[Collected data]
-- Opening Marker --

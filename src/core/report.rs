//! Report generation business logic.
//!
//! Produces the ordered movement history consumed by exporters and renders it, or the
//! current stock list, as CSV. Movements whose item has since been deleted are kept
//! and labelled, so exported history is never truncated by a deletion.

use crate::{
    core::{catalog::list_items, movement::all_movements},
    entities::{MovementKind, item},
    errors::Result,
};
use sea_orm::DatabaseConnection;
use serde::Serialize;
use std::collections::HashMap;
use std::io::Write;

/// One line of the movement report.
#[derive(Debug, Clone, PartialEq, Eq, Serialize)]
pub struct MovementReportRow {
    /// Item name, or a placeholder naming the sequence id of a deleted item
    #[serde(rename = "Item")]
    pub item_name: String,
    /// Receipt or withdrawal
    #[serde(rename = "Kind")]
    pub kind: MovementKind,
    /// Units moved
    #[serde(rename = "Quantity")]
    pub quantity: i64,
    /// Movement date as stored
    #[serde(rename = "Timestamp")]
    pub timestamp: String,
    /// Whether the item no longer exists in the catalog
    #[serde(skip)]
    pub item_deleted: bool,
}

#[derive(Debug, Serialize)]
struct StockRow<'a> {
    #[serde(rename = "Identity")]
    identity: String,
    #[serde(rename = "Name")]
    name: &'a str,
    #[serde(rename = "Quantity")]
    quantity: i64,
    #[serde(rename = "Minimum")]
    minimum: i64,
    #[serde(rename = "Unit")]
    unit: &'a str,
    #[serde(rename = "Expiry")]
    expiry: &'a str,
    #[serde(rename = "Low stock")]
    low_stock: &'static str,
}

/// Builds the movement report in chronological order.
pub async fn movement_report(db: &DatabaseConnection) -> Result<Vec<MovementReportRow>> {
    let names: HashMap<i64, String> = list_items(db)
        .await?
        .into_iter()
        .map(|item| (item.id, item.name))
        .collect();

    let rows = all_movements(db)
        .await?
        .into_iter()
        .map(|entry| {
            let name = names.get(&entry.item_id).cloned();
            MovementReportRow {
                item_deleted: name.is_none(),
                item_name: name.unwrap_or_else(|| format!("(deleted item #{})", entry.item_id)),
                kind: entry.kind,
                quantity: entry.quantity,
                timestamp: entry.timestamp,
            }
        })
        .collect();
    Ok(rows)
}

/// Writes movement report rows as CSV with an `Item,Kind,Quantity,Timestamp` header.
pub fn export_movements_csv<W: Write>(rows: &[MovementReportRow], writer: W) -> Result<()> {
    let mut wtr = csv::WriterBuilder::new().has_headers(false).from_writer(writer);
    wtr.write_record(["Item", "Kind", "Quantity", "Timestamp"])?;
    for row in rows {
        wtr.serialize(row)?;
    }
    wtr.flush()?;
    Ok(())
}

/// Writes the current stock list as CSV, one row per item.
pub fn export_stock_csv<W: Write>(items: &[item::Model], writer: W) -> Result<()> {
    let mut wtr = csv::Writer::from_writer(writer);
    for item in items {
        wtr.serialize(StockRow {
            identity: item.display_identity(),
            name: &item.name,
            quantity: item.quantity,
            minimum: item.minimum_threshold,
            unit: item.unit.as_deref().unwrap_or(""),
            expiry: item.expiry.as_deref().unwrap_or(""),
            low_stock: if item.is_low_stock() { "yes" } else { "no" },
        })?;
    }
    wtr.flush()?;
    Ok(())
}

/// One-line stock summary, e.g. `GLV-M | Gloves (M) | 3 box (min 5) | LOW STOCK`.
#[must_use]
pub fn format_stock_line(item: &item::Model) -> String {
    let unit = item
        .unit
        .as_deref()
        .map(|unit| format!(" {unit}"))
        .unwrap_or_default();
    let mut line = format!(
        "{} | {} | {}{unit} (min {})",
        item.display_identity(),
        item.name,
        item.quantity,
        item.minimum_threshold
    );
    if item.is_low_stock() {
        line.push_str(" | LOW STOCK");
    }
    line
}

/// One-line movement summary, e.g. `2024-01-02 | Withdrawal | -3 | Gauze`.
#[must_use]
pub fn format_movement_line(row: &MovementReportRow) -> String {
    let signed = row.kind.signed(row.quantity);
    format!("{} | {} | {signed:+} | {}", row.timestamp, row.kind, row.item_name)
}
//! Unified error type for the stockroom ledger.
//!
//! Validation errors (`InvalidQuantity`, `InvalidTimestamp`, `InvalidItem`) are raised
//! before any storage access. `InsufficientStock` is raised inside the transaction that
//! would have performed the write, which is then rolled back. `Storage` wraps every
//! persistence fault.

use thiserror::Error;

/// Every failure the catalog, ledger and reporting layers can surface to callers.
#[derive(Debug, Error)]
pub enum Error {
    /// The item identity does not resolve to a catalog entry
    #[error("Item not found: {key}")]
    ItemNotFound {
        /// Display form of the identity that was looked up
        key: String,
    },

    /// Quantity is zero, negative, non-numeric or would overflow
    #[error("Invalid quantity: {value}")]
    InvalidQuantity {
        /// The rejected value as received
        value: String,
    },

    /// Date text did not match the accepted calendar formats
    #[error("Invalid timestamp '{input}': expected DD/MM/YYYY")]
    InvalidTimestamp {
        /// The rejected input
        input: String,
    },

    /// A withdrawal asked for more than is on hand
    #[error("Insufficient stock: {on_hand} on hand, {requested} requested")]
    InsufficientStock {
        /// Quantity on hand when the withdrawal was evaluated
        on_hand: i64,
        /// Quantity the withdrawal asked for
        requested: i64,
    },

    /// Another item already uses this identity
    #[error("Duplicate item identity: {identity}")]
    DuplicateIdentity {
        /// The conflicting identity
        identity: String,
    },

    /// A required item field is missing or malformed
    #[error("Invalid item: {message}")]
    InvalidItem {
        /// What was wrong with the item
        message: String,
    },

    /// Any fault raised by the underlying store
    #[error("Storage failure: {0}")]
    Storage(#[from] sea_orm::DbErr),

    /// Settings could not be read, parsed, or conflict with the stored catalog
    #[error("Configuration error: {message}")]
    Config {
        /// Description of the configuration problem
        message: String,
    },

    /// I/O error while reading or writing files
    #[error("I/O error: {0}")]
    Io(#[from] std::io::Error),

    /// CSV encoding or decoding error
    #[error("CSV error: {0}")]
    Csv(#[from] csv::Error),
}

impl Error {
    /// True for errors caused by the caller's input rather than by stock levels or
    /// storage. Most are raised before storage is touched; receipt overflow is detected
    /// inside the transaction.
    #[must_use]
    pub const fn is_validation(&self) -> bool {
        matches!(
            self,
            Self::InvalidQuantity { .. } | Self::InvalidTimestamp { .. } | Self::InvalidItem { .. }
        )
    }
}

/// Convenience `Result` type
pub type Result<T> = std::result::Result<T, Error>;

-- Closing Marker --

#### [About this exercise]
Produce a word-for-word restatement of all the records.

#### [Response]
filename src/core/report.rs
//! Report generation business logic.
//!
//! Produces the ordered movement history consumed by exporters and renders it, or the
//! current stock list, as CSV. Movements whose item has since been deleted are kept
//! and labelled, so exported history is never truncated by a deletion.

use crate::{
    core::{catalog::list_items, movement::all_movements},
    entities::{MovementKind, item},
    errors::Result,
};
use sea_orm::DatabaseConnection;
use serde::Serialize;
use std::collections::HashMap;
use std::io::Write;

/// One line of the movement report.
#[derive(Debug, Clone, PartialEq, Eq, Serialize)]
pub struct MovementReportRow {
    /// Item name, or a placeholder naming the sequence id of a deleted item
    #[serde(rename = "Item")]
    pub item_name: String,
    /// Receipt or withdrawal
    #[serde(rename = "Kind")]
    pub kind: MovementKind,
    /// Units moved
    #[serde(rename = "Quantity")]
    pub quantity: i64,
    /// Movement date as stored
    #[serde(rename = "Timestamp")]
    pub timestamp: String,
    /// Whether the item no longer exists in the catalog
    #[serde(skip)]
    pub item_deleted: bool,
}

#[derive(Debug, Serialize)]
struct StockRow<'a> {
    #[serde(rename = "Identity")]
    identity: String,
    #[serde(rename = "Name")]
    name: &'a str,
    #[serde(rename = "Quantity")]
    quantity: i64,
    #[serde(rename = "Minimum")]
    minimum: i64,
    #[serde(rename = "Unit")]
    unit: &'a str,
    #[serde(rename = "Expiry")]
    expiry: &'a str,
    #[serde(rename = "Low stock")]
    low_stock: &'static str,
}

/// Builds the movement report in chronological order.
pub async fn movement_report(db: &DatabaseConnection) -> Result<Vec<MovementReportRow>> {
    let names: HashMap<i64, String> = list_items(db)
        .await?
        .into_iter()
        .map(|item| (item.id, item.name))
        .collect();

    let rows = all_movements(db)
        .await?
        .into_iter()
        .map(|entry| {
            let name = names.get(&entry.item_id).cloned();
            MovementReportRow {
                item_deleted: name.is_none(),
                item_name: name.unwrap_or_else(|| format!("(deleted item #{})", entry.item_id)),
                kind: entry.kind,
                quantity: entry.quantity,
                timestamp: entry.timestamp,
            }
        })
        .collect();
    Ok(rows)
}

/// Writes movement report rows as CSV with an `Item,Kind,Quantity,Timestamp` header.
pub fn export_movements_csv<W: Write>(rows: &[MovementReportRow], writer: W) -> Result<()> {
    let mut wtr = csv::WriterBuilder::new().has_headers(false).from_writer(writer);
    wtr.write_record(["Item", "Kind", "Quantity", "Timestamp"])?;
    for row in rows {
        wtr.serialize(row)?;
    }
    wtr.flush()?;
    Ok(())
}

/// Writes the current stock list as CSV, one row per item.
pub fn export_stock_csv<W: Write>(items: &[item::Model], writer: W) -> Result<()> {
    let mut wtr = csv::Writer::from_writer(writer);
    for item in items {
        wtr.serialize(StockRow {
            identity: item.display_identity(),
            name: &item.name,
            quantity: item.quantity,
            minimum: item.minimum_threshold,
            unit: item.unit.as_deref().unwrap_or(""),
            expiry: item.expiry.as_deref().unwrap_or(""),
            low_stock: if item.is_low_stock() { "yes" } else { "no" },
        })?;
    }
    wtr.flush()?;
    Ok(())
}

/// One-line stock summary, e.g. `GLV-M | Gloves (M) | 3 box (min 5) | LOW STOCK`.
#[must_use]
pub fn format_stock_line(item: &item::Model) -> String {
    let unit = item
        .unit
        .as_deref()
        .map(|unit| format!(" {unit}"))
        .unwrap_or_default();
    let mut line = format!(
        "{} | {} | {}{unit} (min {})",
        item.display_identity(),
        item.name,
        item.quantity,
        item.minimum_threshold
    );
    if item.is_low_stock() {
        line.push_str(" | LOW STOCK");
    }
    line
}

/// One-line movement summary, e.g. `2024-01-02 | Withdrawal | -3 | Gauze`.
#[must_use]
pub fn format_movement_line(row: &MovementReportRow) -> String {
    let signed = row.kind.signed(row.quantity);
    format!("{} | {} | {signed:+} | {}", row.timestamp, row.kind, row.item_name)
}
//! Unified error type for the stockroom ledger.
//!
//! Validation errors (`InvalidQuantity`, `InvalidTimestamp`, `InvalidItem`) are raised
//! before any storage access. `InsufficientStock` is raised inside the transaction that
//! would have performed the write, which is then rolled back. `Storage` wraps every
//! persistence fault.

use thiserror::Error;

/// Every failure the catalog, ledger and reporting layers can surface to callers.
#[derive(Debug, Error)]
pub enum Error {
    /// The item identity does not resolve to a catalog entry
    #[error("Item not found: {key}")]
    ItemNotFound {
        /// Display form of the identity that was looked up
        key: String,
    },

    /// Quantity is zero, negative, non-numeric or would overflow
    #[error("Invalid quantity: {value}")]
    InvalidQuantity {
        /// The rejected value as received
        value: String,
    },

    /// Date text did not match the accepted calendar formats
    #[error("Invalid timestamp '{input}': expected DD/MM/YYYY")]
    InvalidTimestamp {
        /// The rejected input
        input: String,
    },

    /// A withdrawal asked for more than is on hand
    #[error("Insufficient stock: {on_hand} on hand, {requested} requested")]
    InsufficientStock {
        /// Quantity on hand when the withdrawal was evaluated
        on_hand: i64,
        /// Quantity the withdrawal asked for
        requested: i64,
    },

    /// Another item already uses this identity
    #[error("Duplicate item identity: {identity}")]
    DuplicateIdentity {
        /// The conflicting identity
        identity: String,
    },

    /// A required item field is missing or malformed
    #[error("Invalid item: {message}")]
    InvalidItem {
        /// What was wrong with the item
        message: String,
    },

    /// Any fault raised by the underlying store
    #[error("Storage failure: {0}")]
    Storage(#[from] sea_orm::DbErr),

    /// Settings could not be read, parsed, or conflict with the stored catalog
    #[error("Configuration error: {message}")]
    Config {
        /// Description of the configuration problem
        message: String,
    },

    /// I/O error while reading or writing files
    #[error("I/O error: {0}")]
    Io(#[from] std::io::Error),

    /// CSV encoding or decoding error
    #[error("CSV error: {0}")]
    Csv(#[from] csv::Error),
}

impl Error {
    /// True for errors caused by the caller's input rather than by stock levels or
    /// storage. Most are raised before storage is touched; receipt overflow is detected
    /// inside the transaction.
    #[must_use]
    pub const fn is_validation(&self) -> bool {
        matches!(
            self,
            Self::InvalidQuantity { .. } | Self::InvalidTimestamp { .. } | Self::InvalidItem { .. }
        )
    }
}

/// Convenience `Result` type
pub type Result<T> = std::result::Result<T, Error>;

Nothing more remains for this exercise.